▶ Instructions to follow
From the listing that follows, extract every line and set it down unaltered.
═══ Provided data
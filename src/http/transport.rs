//! Network transports.

use async_trait::async_trait;
use color_eyre::{eyre::eyre, Result};
use std::time::Duration;
use tracing::debug;

use super::{HttpRequest, HttpResponse};

/// Failure to complete an HTTP exchange.
#[derive(Debug, thiserror::Error)]
pub enum TransportError {
  /// Request or response read timed out. The only retryable class.
  #[error("request timed out: {0}")]
  Timeout(String),

  #[error("connection failed: {0}")]
  Connect(String),

  #[error("request failed: {0}")]
  Request(String),
}

impl TransportError {
  pub fn is_timeout(&self) -> bool {
    matches!(self, TransportError::Timeout(_))
  }
}

/// Something that can perform a single HTTP exchange.
#[async_trait]
pub trait Transport: Send + Sync {
  async fn send(&self, request: &HttpRequest) -> Result<HttpResponse, TransportError>;
}

/// Transport backed by a pooled reqwest client.
#[derive(Debug, Clone)]
pub struct ReqwestTransport {
  client: reqwest::Client,
}

impl ReqwestTransport {
  pub fn new(timeout: Duration) -> Result<Self> {
    let client = reqwest::Client::builder()
      .user_agent(concat!("weathersched/", env!("CARGO_PKG_VERSION")))
      .pool_max_idle_per_host(4)
      .timeout(timeout)
      .redirect(reqwest::redirect::Policy::none())
      .build()
      .map_err(|e| eyre!("Failed to build HTTP client: {}", e))?;

    Ok(Self { client })
  }
}

fn classify(e: reqwest::Error) -> TransportError {
  if e.is_timeout() {
    TransportError::Timeout(e.to_string())
  } else if e.is_connect() {
    TransportError::Connect(e.to_string())
  } else {
    TransportError::Request(e.to_string())
  }
}

#[async_trait]
impl Transport for ReqwestTransport {
  async fn send(&self, request: &HttpRequest) -> Result<HttpResponse, TransportError> {
    let method = reqwest::Method::from_bytes(request.method.as_bytes())
      .map_err(|e| TransportError::Request(format!("invalid method {}: {}", request.method, e)))?;

    let mut builder = self.client.request(method, request.url.clone());
    for (name, value) in &request.headers {
      builder = builder.header(name.as_str(), value.as_str());
    }

    debug!(
      method = %request.method,
      host = ?request.url.host_str(),
      path = request.url.path(),
      "Sending request"
    );

    let resp = builder.send().await.map_err(classify)?;

    let status = resp.status().as_u16();
    let headers = resp
      .headers()
      .iter()
      .filter_map(|(k, v)| v.to_str().ok().map(|v| (k.as_str().to_string(), v.to_string())))
      .collect();
    let body = resp.bytes().await.map_err(classify)?.to_vec();

    Ok(HttpResponse {
      status,
      headers,
      body,
    })
  }
}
══════
▶ Exercise response
filename src/http/transport.rs
//! Network transports.

use async_trait::async_trait;
use color_eyre::{eyre::eyre, Result};
use std::time::Duration;
use tracing::debug;

use super::{HttpRequest, HttpResponse};

/// Failure to complete an HTTP exchange.
#[derive(Debug, thiserror::Error)]
pub enum TransportError {
  /// Request or response read timed out. The only retryable class.
  #[error("request timed out: {0}")]
  Timeout(String),

  #[error("connection failed: {0}")]
  Connect(String),

  #[error("request failed: {0}")]
  Request(String),
}

impl TransportError {
  pub fn is_timeout(&self) -> bool {
    matches!(self, TransportError::Timeout(_))
  }
}

/// Something that can perform a single HTTP exchange.
#[async_trait]
pub trait Transport: Send + Sync {
  async fn send(&self, request: &HttpRequest) -> Result<HttpResponse, TransportError>;
}

/// Transport backed by a pooled reqwest client.
#[derive(Debug, Clone)]
pub struct ReqwestTransport {
  client: reqwest::Client,
}

impl ReqwestTransport {
  pub fn new(timeout: Duration) -> Result<Self> {
    let client = reqwest::Client::builder()
      .user_agent(concat!("weathersched/", env!("CARGO_PKG_VERSION")))
      .pool_max_idle_per_host(4)
      .timeout(timeout)
      .redirect(reqwest::redirect::Policy::none())
      .build()
      .map_err(|e| eyre!("Failed to build HTTP client: {}", e))?;

    Ok(Self { client })
  }
}

fn classify(e: reqwest::Error) -> TransportError {
  if e.is_timeout() {
    TransportError::Timeout(e.to_string())
  } else if e.is_connect() {
    TransportError::Connect(e.to_string())
  } else {
    TransportError::Request(e.to_string())
  }
}

#[async_trait]
impl Transport for ReqwestTransport {
  async fn send(&self, request: &HttpRequest) -> Result<HttpResponse, TransportError> {
    let method = reqwest::Method::from_bytes(request.method.as_bytes())
      .map_err(|e| TransportError::Request(format!("invalid method {}: {}", request.method, e)))?;

    let mut builder = self.client.request(method, request.url.clone());
    for (name, value) in &request.headers {
      builder = builder.header(name.as_str(), value.as_str());
    }

    debug!(
      method = %request.method,
      host = ?request.url.host_str(),
      path = request.url.path(),
      "Sending request"
    );

    let resp = builder.send().await.map_err(classify)?;

    let status = resp.status().as_u16();
    let headers = resp
      .headers()
      .iter()
      .filter_map(|(k, v)| v.to_str().ok().map(|v| (k.as_str().to_string(), v.to_string())))
      .collect();
    let body = resp.bytes().await.map_err(classify)?.to_vec();

    Ok(HttpResponse {
      status,
      headers,
      body,
    })
  }
}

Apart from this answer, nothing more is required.